Depuis les années 1960, Pierrette Bloch aligne imperturbablement des petites touches d’encre noire sur des feuilles blanches qu’elle a posées au sol, à l’aide d’une plume ou d’un pinceau. Bien qu’elle ait aussi réalisé dans les années 1980 des travaux à partir de fils de crin noués ou agrégés en trames complexes, elle n’interrompt jamais cette pratique du dessin qui demeure privilégiée.

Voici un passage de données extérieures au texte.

//! Metric hooks for engine instrumentation.
//!
//! The engine reports three events: an invocation outcome (status
//! `"success"`, `"error"`, or `"circuit_open"` with its duration), a retry,
//! and a circuit-breaker refusal. Recorders must be safe to call from
//! concurrent workers. A [`NoopRecorder`] is installed by default so the
//! hot path never checks for absence.

mod prometheus;

pub use self::prometheus::PrometheusRecorder;

use parking_lot::Mutex;
use std::collections::HashMap;
use std::sync::Arc;
use std::time::Duration;

pub const STATUS_SUCCESS: &str = "success";
pub const STATUS_ERROR: &str = "error";
pub const STATUS_CIRCUIT_OPEN: &str = "circuit_open";

/// Minimal metric hooks consumed by the engine.
pub trait MetricsRecorder: Send + Sync {
    fn observe_invocation(&self, agent_id: &str, status: &str, duration: Duration);
    fn observe_retry(&self, agent_id: &str);
    fn observe_circuit_open(&self, agent_id: &str);
}

/// Discards every observation.
#[derive(Debug, Default, Clone, Copy)]
pub struct NoopRecorder;

impl MetricsRecorder for NoopRecorder {
    fn observe_invocation(&self, _agent_id: &str, _status: &str, _duration: Duration) {}
    fn observe_retry(&self, _agent_id: &str) {}
    fn observe_circuit_open(&self, _agent_id: &str) {}
}

/// Per-agent counters in a snapshot.
#[derive(Debug, Default, Clone, PartialEq, Eq)]
pub struct AgentStats {
    pub successes: u64,
    pub errors: u64,
    pub retries: u64,
    pub circuit_opens: u64,
    pub total_duration: Duration,
}

/// Aggregated in-memory runtime metrics.
#[derive(Debug, Default, Clone)]
pub struct Snapshot {
    pub total_invocations: u64,
    pub error_invocations: u64,
    pub retry_attempts: u64,
    pub circuit_open_events: u64,
    pub by_agent: HashMap<String, AgentStats>,
}

/// Records metrics in-process, for local observability and tests.
#[derive(Default)]
pub struct InMemoryRecorder {
    inner: Mutex<Snapshot>,
}

impl InMemoryRecorder {
    pub fn new() -> Self {
        Self::default()
    }

    pub fn snapshot(&self) -> Snapshot {
        self.inner.lock().clone()
    }
}

impl MetricsRecorder for InMemoryRecorder {
    fn observe_invocation(&self, agent_id: &str, status: &str, duration: Duration) {
        let mut inner = self.inner.lock();
        inner.total_invocations += 1;
        let stats = inner.by_agent.entry(agent_id.to_string()).or_default();
        if status == STATUS_SUCCESS {
            stats.successes += 1;
        } else {
            stats.errors += 1;
        }
        stats.total_duration += duration;
        if status != STATUS_SUCCESS {
            inner.error_invocations += 1;
        }
    }

    fn observe_retry(&self, agent_id: &str) {
        let mut inner = self.inner.lock();
        inner.retry_attempts += 1;
        inner
            .by_agent
            .entry(agent_id.to_string())
            .or_default()
            .retries += 1;
    }

    fn observe_circuit_open(&self, agent_id: &str) {
        let mut inner = self.inner.lock();
        inner.circuit_open_events += 1;
        inner
            .by_agent
            .entry(agent_id.to_string())
            .or_default()
            .circuit_opens += 1;
    }
}

/// Fans every observation out to a list of recorders.
#[derive(Default)]
pub struct MultiRecorder {
    recorders: Vec<Arc<dyn MetricsRecorder>>,
}

impl MultiRecorder {
    pub fn new(recorders: Vec<Arc<dyn MetricsRecorder>>) -> Self {
        Self { recorders }
    }

    pub fn push(&mut self, recorder: Arc<dyn MetricsRecorder>) {
        self.recorders.push(recorder);
    }
}

impl MetricsRecorder for MultiRecorder {
    fn observe_invocation(&self, agent_id: &str, status: &str, duration: Duration) {
        for recorder in &self.recorders {
            recorder.observe_invocation(agent_id, status, duration);
        }
    }

    fn observe_retry(&self, agent_id: &str) {
        for recorder in &self.recorders {
            recorder.observe_retry(agent_id);
        }
    }

    fn observe_circuit_open(&self, agent_id: &str) {
        for recorder in &self.recorders {
            recorder.observe_circuit_open(agent_id);
        }
    }
}

#[cfg(test)]
mod tests {
    use super::*;

    #[test]
    fn in_memory_recorder_aggregates_by_agent() {
        let recorder = InMemoryRecorder::new();
        recorder.observe_invocation("a", STATUS_SUCCESS, Duration::from_millis(5));
        recorder.observe_invocation("a", STATUS_ERROR, Duration::from_millis(3));
        recorder.observe_invocation("b", STATUS_CIRCUIT_OPEN, Duration::ZERO);
        recorder.observe_retry("a");
        recorder.observe_circuit_open("b");

        let snapshot = recorder.snapshot();
        assert_eq!(snapshot.total_invocations, 3);
        assert_eq!(snapshot.error_invocations, 2);
        assert_eq!(snapshot.retry_attempts, 1);
        assert_eq!(snapshot.circuit_open_events, 1);

        let a = &snapshot.by_agent["a"];
        assert_eq!((a.successes, a.errors, a.retries), (1, 1, 1));
        assert_eq!(a.total_duration, Duration::from_millis(8));
        assert_eq!(snapshot.by_agent["b"].circuit_opens, 1);
    }

    #[test]
    fn multi_recorder_fans_out() {
        let first = Arc::new(InMemoryRecorder::new());
        let second = Arc::new(InMemoryRecorder::new());
        let multi = MultiRecorder::new(vec![first.clone(), second.clone()]);

        multi.observe_invocation("a", STATUS_SUCCESS, Duration::from_millis(1));
        multi.observe_retry("a");

        assert_eq!(first.snapshot().total_invocations, 1);
        assert_eq!(second.snapshot().retry_attempts, 1);
    }
}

Leur procédé très simple d’exécution dévoile la pression de la main, plus ou moins insistante, la qualité du geste, appliqué ou emporté. L’artiste déroule une écriture faite de pois, points, tirets et taches, à la fois nerveuse et concentrée, emportée par un mouvement qui se déploie du haut vers le bas, ou d’un côté à l’autre de la feuille.

Pas de commencement ni de fin dans ces encres que Bloch réalise l’une après l’autre jusqu’à ce que sa main se lasse. La seule limite est en fait physique, semblable à celle ressentie par le promeneur que ses pieds ne peuvent plus porter. Ce n’est donc pas tant de limite qu’il faudrait parler que de « finitude ».
« J’entreprends un long voyage sur une feuille, je m’enveloppe dans ce parcours ; ce n’est plus une surface, mais une aventure dans le temps. Le format n’existe plus ». Les métaphores de la promenade et de l’errance, reviennent souvent dans les textes concis que l’artiste écrit en contrepoint de son travail graphique.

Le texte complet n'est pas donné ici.